The wrist joint is often replaced by a mass of unorganized fibrous tissue. The navicular is almost always absent, and the trapezium is missing in about two thirds. However, the capitate, hamate, triquetrum, and ulnar four metacarpals and phalanges are almost always normal. The thumb is absent in up to 75 % of patients and hypoplastic in another 20 % (Fig. 7.13). Occasionally there is a fleshy rudimentary appendage.
Fig. 7.13
Radial aplasia with absent thumb. The ulna is short and dysplastic (arrow), and the texture of the fat is abnormal.

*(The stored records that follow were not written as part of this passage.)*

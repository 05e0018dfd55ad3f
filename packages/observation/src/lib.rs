#![cfg_attr(feature = "fail-on-warnings", deny(warnings))]
#![warn(clippy::all, clippy::pedantic, clippy::nursery, clippy::cargo)]
#![allow(clippy::multiple_crate_versions, clippy::cargo_common_metadata)]

//! Observation validation, category mapping, and CSV loading.
//!
//! This is the boundary between upstream fetchers and the spatial core.
//! Records arrive as [`RawObservation`]s; anything with missing, non-numeric
//! or out-of-bounds coordinates is dropped and counted, never failing the
//! batch.
//!
//! [`RawObservation`]: risk_map_observation_models::RawObservation

pub mod csv_source;
pub mod parsing;
pub mod type_mapping;

pub use parsing::{ParseReport, parse_batch, parse_observation, retain_in_bounds};
pub use type_mapping::map_category;

/// Errors that can occur while reading observation files.
#[derive(Debug, thiserror::Error)]
pub enum ObservationError {
    /// An I/O operation failed.
    #[error("I/O error: {0}")]
    Io(#[from] std::io::Error),

    /// The CSV stream itself could not be read (not a single bad row).
    #[error("CSV error: {0}")]
    Csv(#[from] csv::Error),
}

/// Why a single record was rejected.
///
/// Rejections are per-record and never abort a batch; they surface only in
/// debug logs and the [`ParseReport`] drop count.
#[derive(Debug, Clone, PartialEq, thiserror::Error)]
pub enum InputDataError {
    /// A required field was absent or blank.
    #[error("missing required field '{0}'")]
    MissingField(&'static str),

    /// A numeric field did not parse as a finite number.
    #[error("field '{field}' is not a finite number: '{value}'")]
    InvalidNumber {
        /// Field name.
        field: &'static str,
        /// Offending text.
        value: String,
    },

    /// The timestamp did not match any accepted format.
    #[error("unparseable timestamp '{0}'")]
    InvalidTimestamp(String),

    /// The coordinates fall outside the region's validity bounds.
    #[error("coordinates ({latitude}, {longitude}) are outside the validity bounds")]
    OutOfBounds {
        /// Rejected latitude.
        latitude: f64,
        /// Rejected longitude.
        longitude: f64,
    },
}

The middle and distal phalanges of the first ray are duplicated (Image copyright Shriners Hospital for Children Northern California)
Cross-Sectional Imaging
Prenatal ultrasound can identify radial dysplasia. MRI is useful for surgical planning, as it may allow identification of a radiologically occult cartilaginous anlage of the radius, and if not resected such a structure may tether the ulna’s growth. MRI also allows characterization of the cartilaginous ends of the ulna.